My research colleague Vinh Nguyen sent me this video of Washington University’s latest image-based reconstruction project (via a New Scientist article “Entire cities recreated from Flickr photos”).
The video shows reconstructed mesh models of the city of Rome. The meshes were constructed using “Structure from Motion“, a “process of finding the three-dimensional structure by analyzing the motion of an object over time”. In this case, the motion is actually the motion of tourists around the city, capturing the same buildings from many different angles. The power of such an approach is that thousands of creative-commons images of a particular city can be retrieved with a quick flickr search.
Sameer Agarwal‘s team have built on existing reconstruction technology such as Microsoft’s PhotoSynth, and PhotoTourism, part of Washington U’s Community Photo Collections project. The big improvement however, is that they have extended it to run on many computers in parallel, thus allowing it to quickly process thousands of photos:
The data set consists of 150,000 images from Flickr.com associated with the tags “Rome” or “Roma”. Matching and reconstruction took a total of 21 hours on a cluster with 496 compute cores.
Previous Systems
I have been experimenting with structure-from-motion for a while now. Since late 2008, Photosynth has allowed users to upload and process their own photosets, and there are tools available (binarymillenium exporter, Photosynth Point Cloud Exporter) for exporting the resulting point-cloud, producing results like this:
Unfortunately, I have not had very successful results with my own photosets using PhotoSynth; the algorithm has failed to match images up correctly.
Video-based structure-from-motion
After disappointing results from image based structure-from-motion, I experimented with video-based processing. The theoretical advantage of video-based processing is that there are constraints on the positions of each concurrent frame, as the camera travels through its path of motion. There are a handful of camera-tracking applications designed for video production, intended to allow overlay of computer-generated content which moves correctly with the rest of the scene. Voodoo Camera Tracker is total free, and allows exporting of calculated point-clouds. The following are the quite promising results from an initial test:
PhotoTourism code
Excitingly, Washington U. has released the updated code used for PhotoTourism at the Bundler website. According to the site, Bundler is
a structure-from-motion system for unordered image collections (for instance, images from the Internet) written in C and C++. An earlier version of this system was used in the Photo Tourism project.
It will be interesting to see how robust the calculated camera-positions/point-clouds will be from this system. I will post results as I get them.

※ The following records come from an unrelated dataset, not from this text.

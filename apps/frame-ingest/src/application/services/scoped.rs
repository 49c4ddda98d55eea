//! Explicit scoped release of a handle.
//!
//! Releasing is an async remote call, so it cannot happen in `Drop`. A
//! [`ScopedHandle`] must be released with [`ScopedHandle::release`]; one that
//! is dropped unreleased logs a warning and stays tracked, so the client
//! still releases it on `close`.

use std::future::Future;

use crate::application::ports::ClientError;
use crate::application::services::client::DatasetClient;
use crate::domain::handle::RemoteHandle;

/// A tracked handle bound to the scope that owns it.
#[derive(Debug)]
pub struct ScopedHandle<'a> {
    client: &'a DatasetClient,
    handle: RemoteHandle,
    released: bool,
}

impl<'a> ScopedHandle<'a> {
    /// Bind `handle` to a scope.
    #[must_use]
    pub const fn new(client: &'a DatasetClient, handle: RemoteHandle) -> Self {
        Self {
            client,
            handle,
            released: false,
        }
    }

    /// The wrapped handle.
    #[must_use]
    pub const fn handle(&self) -> &RemoteHandle {
        &self.handle
    }

    /// Release the handle on the engine.
    ///
    /// # Errors
    ///
    /// Returns the release error. The handle is untracked either way.
    pub async fn release(mut self) -> Result<(), ClientError> {
        self.released = true;
        self.client.drop_handle(&self.handle).await
    }
}

impl Drop for ScopedHandle<'_> {
    fn drop(&mut self) {
        if !self.released {
            tracing::warn!(
                handle = %self.handle,
                "Scoped handle dropped without release; it will be released on close"
            );
        }
    }
}

impl DatasetClient {
    /// Run `body` with `handle`, then release the handle on every exit path
    /// of `body`. The body's result is returned; a release failure is
    /// returned only if the body succeeded.
    ///
    /// # Errors
    ///
    /// Returns the body's error, or the release error.
    pub async fn with_scoped<T, F, Fut>(&self, handle: RemoteHandle, body: F) -> Result<T, ClientError>
    where
        F: FnOnce(RemoteHandle) -> Fut,
        Fut: Future<Output = Result<T, ClientError>>,
    {
        let scoped = ScopedHandle::new(self, handle);
        let result = body(scoped.handle().clone()).await;
        let released = scoped.release().await;
        let value = result?;
        released?;
        Ok(value)
    }
}

#[cfg(test)]
mod tests {
    use std::sync::Arc;

    use super::*;
    use crate::application::ports::MockRemoteEngine;
    use crate::application::services::client::ClientOptions;

    fn engine_with_one_handle() -> MockRemoteEngine {
        let mut engine = MockRemoteEngine::new();
        engine
            .expect_read()
            .returning(|_, _| Ok(RemoteHandle::new("h1")));
        engine.expect_drop_handle().times(1).returning(|_| Ok(()));
        engine
    }

    #[tokio::test]
    async fn released_after_body_error() {
        let client = DatasetClient::new(Arc::new(engine_with_one_handle()), ClientOptions::default());
        let handle = client.read_remote("a", &[]).await.unwrap();

        let result: Result<(), _> = client
            .with_scoped(handle.clone(), |_| async { Err(ClientError::Remote("boom".into())) })
            .await;

        assert!(matches!(result, Err(ClientError::Remote(_))));
        assert!(!client.is_tracked(&handle));
    }

    #[tokio::test]
    async fn explicit_release_untracks() {
        let client = DatasetClient::new(Arc::new(engine_with_one_handle()), ClientOptions::default());
        let handle = client.read_remote("a", &[]).await.unwrap();

        let scoped = ScopedHandle::new(&client, handle.clone());
        scoped.release().await.unwrap();
        assert!(client.active_handles().is_empty());
    }

    #[tokio::test]
    async fn unreleased_scope_stays_tracked() {
        let mut engine = MockRemoteEngine::new();
        engine
            .expect_read()
            .returning(|_, _| Ok(RemoteHandle::new("h1")));
        let client = DatasetClient::new(Arc::new(engine), ClientOptions::default());
        let handle = client.read_remote("a", &[]).await.unwrap();

        drop(ScopedHandle::new(&client, handle.clone()));
        assert!(client.is_tracked(&handle));
    }
}
//! Event Stream Integration Tests
//!
//! Reconnect timing, give-up behaviour and idle pings with a scripted
//! source under paused time.

#![allow(clippy::unwrap_used, clippy::expect_used)]

use std::collections::VecDeque;
use std::sync::Arc;
use std::sync::atomic::{AtomicUsize, Ordering};
use std::time::Duration;

use async_trait::async_trait;
use parking_lot::Mutex;
use tokio::time::Instant;
use tokio_stream::StreamExt;
use tokio_util::sync::CancellationToken;

use frame_ingest::{
    EventConnection, EventSource, EventStreamConfig, ReconnectConfig, ResilientEventStream,
    StreamError, StreamState, StreamTermination,
};

/// What one connection does once established.
#[derive(Clone)]
enum Script {
    /// Deliver these messages, then report the peer closed.
    Deliver(Vec<&'static str>),
    /// Stay silent until shut down.
    Silent,
}

/// Source that refuses the first `failures` connects, then plays scripts.
struct FlakySource {
    failures: AtomicUsize,
    scripts: Mutex<VecDeque<Script>>,
    attempts: Mutex<Vec<Instant>>,
    pings: Arc<AtomicUsize>,
}

impl FlakySource {
    fn new(failures: usize, scripts: Vec<Script>) -> Arc<Self> {
        Arc::new(Self {
            failures: AtomicUsize::new(failures),
            scripts: Mutex::new(scripts.into()),
            attempts: Mutex::new(Vec::new()),
            pings: Arc::new(AtomicUsize::new(0)),
        })
    }

    fn gaps(&self) -> Vec<Duration> {
        self.attempts
            .lock()
            .windows(2)
            .map(|w| w[1] - w[0])
            .collect()
    }
}

struct Shared(Arc<FlakySource>);

#[async_trait]
impl EventSource for Shared {
    type Connection = ScriptedConnection;

    async fn connect(&self) -> Result<Self::Connection, StreamError> {
        self.0.attempts.lock().push(Instant::now());
        let remaining = self.0.failures.load(Ordering::SeqCst);
        if remaining > 0 {
            self.0.failures.store(remaining - 1, Ordering::SeqCst);
            return Err(StreamError::Connect("connection refused".into()));
        }
        let script = self
            .0
            .scripts
            .lock()
            .pop_front()
            .unwrap_or(Script::Silent);
        Ok(ScriptedConnection {
            script,
            pings: Arc::clone(&self.0.pings),
        })
    }

    fn endpoint(&self) -> String {
        "scripted://flaky".to_string()
    }
}

struct ScriptedConnection {
    script: Script,
    pings: Arc<AtomicUsize>,
}

#[async_trait]
impl EventConnection for ScriptedConnection {
    async fn recv(&mut self) -> Option<Result<String, StreamError>> {
        match &mut self.script {
            Script::Deliver(messages) if messages.is_empty() => None,
            Script::Deliver(messages) => Some(Ok(messages.remove(0).to_string())),
            Script::Silent => std::future::pending().await,
        }
    }

    async fn ping(&mut self) -> Result<(), StreamError> {
        self.pings.fetch_add(1, Ordering::SeqCst);
        Ok(())
    }
}

fn config(max_retries: u32) -> EventStreamConfig {
    EventStreamConfig {
        reconnect: ReconnectConfig::new(Duration::from_secs(1), Duration::from_secs(60), max_retries),
        recv_timeout: Duration::from_secs(30),
        ..EventStreamConfig::default()
    }
}

#[tokio::test(start_paused = true)]
async fn backoff_doubles_and_success_resets_it() {
    let source = FlakySource::new(
        3,
        vec![Script::Deliver(vec![r#"{"timestamp":1,"price":1,"volume":1}"#])],
    );
    let shutdown = CancellationToken::new();
    let stream = ResilientEventStream::new(Shared(Arc::clone(&source)), config(10), shutdown.clone());
    let status = stream.status();
    let (mut events, join) = stream.spawn();

    let first = events.next().await.unwrap();
    assert_eq!(first.timestamp, 1);
    assert_eq!(status.connect_attempts(), 4);

    // The delivering connection closes, so the stream waits the first
    // backoff step again and then sits on a silent connection.
    tokio::time::sleep(Duration::from_secs(3)).await;
    shutdown.cancel();
    assert_eq!(join.await.unwrap(), StreamTermination::Shutdown);

    assert_eq!(
        source.gaps(),
        vec![
            Duration::from_secs(2),
            Duration::from_secs(4),
            Duration::from_secs(8),
            Duration::from_secs(2),
        ]
    );
    assert_eq!(status.state(), StreamState::Stopped);
}

#[tokio::test(start_paused = true)]
async fn gives_up_after_max_retries_without_output() {
    let source = FlakySource::new(usize::MAX, Vec::new());
    let stream = ResilientEventStream::new(
        Shared(Arc::clone(&source)),
        config(3),
        CancellationToken::new(),
    );
    let status = stream.status();
    let (events, join) = stream.spawn();

    let received: Vec<_> = events.collect().await;
    assert!(received.is_empty());

    match join.await.unwrap() {
        StreamTermination::GaveUp { attempts, last_error } => {
            assert_eq!(attempts, 3);
            assert!(last_error.contains("connection refused"));
        }
        other => panic!("unexpected termination: {other:?}"),
    }
    assert_eq!(source.attempts.lock().len(), 3);
    assert_eq!(
        source.gaps(),
        vec![Duration::from_secs(2), Duration::from_secs(4)]
    );
    assert_eq!(status.state(), StreamState::GaveUp);
}

#[tokio::test(start_paused = true)]
async fn idle_connection_is_pinged_not_torn_down() {
    let source = FlakySource::new(0, vec![Script::Silent]);
    let shutdown = CancellationToken::new();
    let stream = ResilientEventStream::new(Shared(Arc::clone(&source)), config(3), shutdown.clone());
    let status = stream.status();
    let (_events, join) = stream.spawn();

    tokio::time::sleep(Duration::from_secs(95)).await;
    assert_eq!(source.pings.load(Ordering::SeqCst), 3);
    assert_eq!(status.connect_attempts(), 1);
    assert!(status.is_connected());

    shutdown.cancel();
    assert_eq!(join.await.unwrap(), StreamTermination::Shutdown);
}

#[tokio::test(start_paused = true)]
async fn malformed_messages_are_skipped_in_order() {
    let source = FlakySource::new(
        0,
        vec![Script::Deliver(vec![
            r#"{"timestamp":1,"price":1,"volume":1}"#,
            "not json",
            r#"[{"timestamp":2,"price":2,"volume":1},{"timestamp":3,"price":3,"volume":1}]"#,
        ])],
    );
    let shutdown = CancellationToken::new();
    let stream = ResilientEventStream::new(Shared(Arc::clone(&source)), config(3), shutdown.clone());
    let status = stream.status();
    let (events, join) = stream.spawn();

    let timestamps: Vec<i64> = events.take(3).map(|e| e.timestamp).collect().await;
    assert_eq!(timestamps, vec![1, 2, 3]);
    assert_eq!(status.malformed(), 1);

    shutdown.cancel();
    join.await.unwrap();
}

If you’ve had any experience with any of these systems, I’d love to hear from you (via the comments) as to the outcomes!
talkie_tim
Jan 21, 2010 -
That’s a pretty cool concept. I’d love to see some landmarks local to me being modelled using this method. Most popular subjects in Bristol are the cranes in the docks, Clifton Suspension Bridge and the crystal ball in Millennium square.
Josh
Jan 21, 2010 -
The Bundler code is there for the taking (Windows Binary or source code available). Maybe this could be your homework for the week? It combines well with your EOS 450D shutterbugging 🙂
Phil Wilson
Jan 22, 2010 -
That Voodoo tracker example is fascinating.
At work we’ve been thinking about whether there’s anything we can do in this area to help prospective students get an idea about what the university is like both before they see it and whilst they’re visiting. There are some low-hanging fruit like Layar but also better mapping and routing using a combination of openstreetmap’s path detail and google map’s aerial photography but I hadn’t thought about using Photosynth and certainly not anything more advanced.
Josh
Jan 23, 2010 -
I’m not convinced that PhotoSynth itself has come far enough to actually be helpful. The feature-point match up isn’t very good, and I personally get very little out of their image navigation interface.
Some of this current research though is really on the cusp, about to become something really useful. Being able to tap into a world of freely contributed images, which are often timestamped, lets you reconstruct places without having to assume things are static, or having any preconceptions or structure to your mapping (I would argue).
Another project from Washington Uni (that I want to post about) tries to reconstruct the architectural structure from images.
Of course, it would be fun – and probably not too difficult – to look at all these city mapping systems, find where there are holes in their coverage (say a particular nook in the Notre Dame or Coliseum) and digitally insert yourself as a statue into some pictures. Then seed a few flickr accounts with them. The next iteration of digital reconstruction projects will pick it up. Want to help?